Stored items
====================
//! Registered users and the `users` collection.

use std::fmt::Display;

use async_trait::async_trait;
use mongodb::{
    Collection, Database, IndexModel,
    bson::{self, doc, oid::ObjectId},
    options::IndexOptions,
};
use serde::{Deserialize, Serialize};
use time::OffsetDateTime;

use crate::{
    Error,
    auth::PasswordHash,
    transaction::{from_unix_millis, to_unix_millis},
};

/// The store-assigned ID of a user.
#[derive(Debug, Clone, PartialEq, Eq, Hash, Serialize, Deserialize)]
#[serde(transparent)]
pub struct UserId(String);

impl UserId {
    /// Wrap an ID string.
    pub fn new(id: impl Into<String>) -> Self {
        Self(id.into())
    }

    /// The ID as a string slice.
    pub fn as_str(&self) -> &str {
        &self.0
    }
}

impl Display for UserId {
    fn fmt(&self, f: &mut std::fmt::Formatter<'_>) -> std::fmt::Result {
        self.0.fmt(f)
    }
}

/// A registered user.
#[derive(Debug, Clone, PartialEq)]
pub struct User {
    /// The ID of the user.
    pub id: UserId,
    /// The lowercase email the user logs in with.
    pub email: String,
    /// The name shown in the app.
    pub name: String,
    /// The bcrypt hash of the user's password.
    pub password_hash: PasswordHash,
    /// When the user registered.
    pub created_at: OffsetDateTime,
}

/// A user that has not been stored yet.
#[derive(Debug, Clone, PartialEq)]
pub struct NewUser {
    /// The lowercase email the user logs in with.
    pub email: String,
    /// The name shown in the app.
    pub name: String,
    /// The bcrypt hash of the user's password.
    pub password_hash: PasswordHash,
    /// When the user registered.
    pub created_at: OffsetDateTime,
}

impl NewUser {
    pub(crate) fn into_user(self, id: UserId) -> User {
        User {
            id,
            email: self.email,
            name: self.name,
            password_hash: self.password_hash,
            created_at: self.created_at,
        }
    }
}

/// The public view of a [User], safe to send to clients.
#[derive(Debug, Clone, PartialEq, Serialize)]
pub struct UserProfile {
    /// The ID of the user.
    pub id: UserId,
    /// The lowercase email the user logs in with.
    pub email: String,
    /// The name shown in the app.
    pub name: String,
    /// When the user registered.
    #[serde(with = "time::serde::rfc3339")]
    pub created_at: OffsetDateTime,
}

impl From<User> for UserProfile {
    fn from(user: User) -> Self {
        Self {
            id: user.id,
            email: user.email,
            name: user.name,
            created_at: user.created_at,
        }
    }
}

/// Handles the creation and retrieval of users.
#[async_trait]
pub trait UserStore: Send + Sync {
    /// Create a new user.
    ///
    /// # Errors
    /// Returns [Error::DuplicateEmail] if the email is already registered.
    async fn create(&self, user: NewUser) -> Result<User, Error>;

    /// Get a user by their ID.
    ///
    /// # Errors
    /// Returns [Error::NotFound] if there is no such user.
    async fn get(&self, id: &UserId) -> Result<User, Error>;

    /// Get a user by their lowercase email.
    ///
    /// # Errors
    /// Returns [Error::NotFound] if there is no such user.
    async fn get_by_email(&self, email: &str) -> Result<User, Error>;
}

/// The name of the collection users are stored in.
pub const USER_COLLECTION: &str = "users";

#[derive(Debug, Clone, Serialize, Deserialize)]
struct UserDocument {
    #[serde(rename = "_id", skip_serializing_if = "Option::is_none")]
    id: Option<ObjectId>,
    email: String,
    #[serde(default)]
    name: String,
    password_hash: String,
    created_at: bson::DateTime,
}

impl TryFrom<UserDocument> for User {
    type Error = Error;

    fn try_from(document: UserDocument) -> Result<Self, Self::Error> {
        let id = document
            .id
            .ok_or_else(|| Error::Internal("stored user has no _id".to_owned()))?;

        Ok(User {
            id: UserId::new(id.to_hex()),
            email: document.email,
            name: document.name,
            password_hash: PasswordHash::new_unchecked(&document.password_hash),
            created_at: from_unix_millis(document.created_at.timestamp_millis())?,
        })
    }
}

/// Stores users in a MongoDB collection.
#[derive(Debug, Clone)]
pub struct MongoUserStore {
    collection: Collection<UserDocument>,
}

impl MongoUserStore {
    /// Create a store backed by the `users` collection of `database`.
    pub fn new(database: &Database) -> Self {
        Self {
            collection: database.collection(USER_COLLECTION),
        }
    }

    /// Create the unique index on `email` that guards against duplicate accounts.
    pub async fn ensure_indexes(&self) -> Result<(), Error> {
        let index = IndexModel::builder()
            .keys(doc! { "email": 1 })
            .options(IndexOptions::builder().unique(true).build())
            .build();
        self.collection.create_index(index).await?;

        Ok(())
    }
}

#[async_trait]
impl UserStore for MongoUserStore {
    async fn create(&self, user: NewUser) -> Result<User, Error> {
        let document = UserDocument {
            id: None,
            email: user.email.clone(),
            name: user.name.clone(),
            password_hash: user.password_hash.as_str().to_owned(),
            created_at: bson::DateTime::from_millis(to_unix_millis(user.created_at)),
        };

        let result = self.collection.insert_one(document).await?;
        let id = result
            .inserted_id
            .as_object_id()
            .ok_or_else(|| Error::Internal("inserted user ID is not an ObjectId".to_owned()))?;

        Ok(user.into_user(UserId::new(id.to_hex())))
    }

    async fn get(&self, id: &UserId) -> Result<User, Error> {
        let object_id = ObjectId::parse_str(id.as_str()).map_err(|_| Error::NotFound)?;

        self.collection
            .find_one(doc! { "_id": object_id })
            .await?
            .ok_or(Error::NotFound)?
            .try_into()
    }

    async fn get_by_email(&self, email: &str) -> Result<User, Error> {
        self.collection
            .find_one(doc! { "email": email })
            .await?
            .ok_or(Error::NotFound)?
            .try_into()
    }
}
====================
Please work out how many lines above carry "that", writing only the result.

* Completed task *
2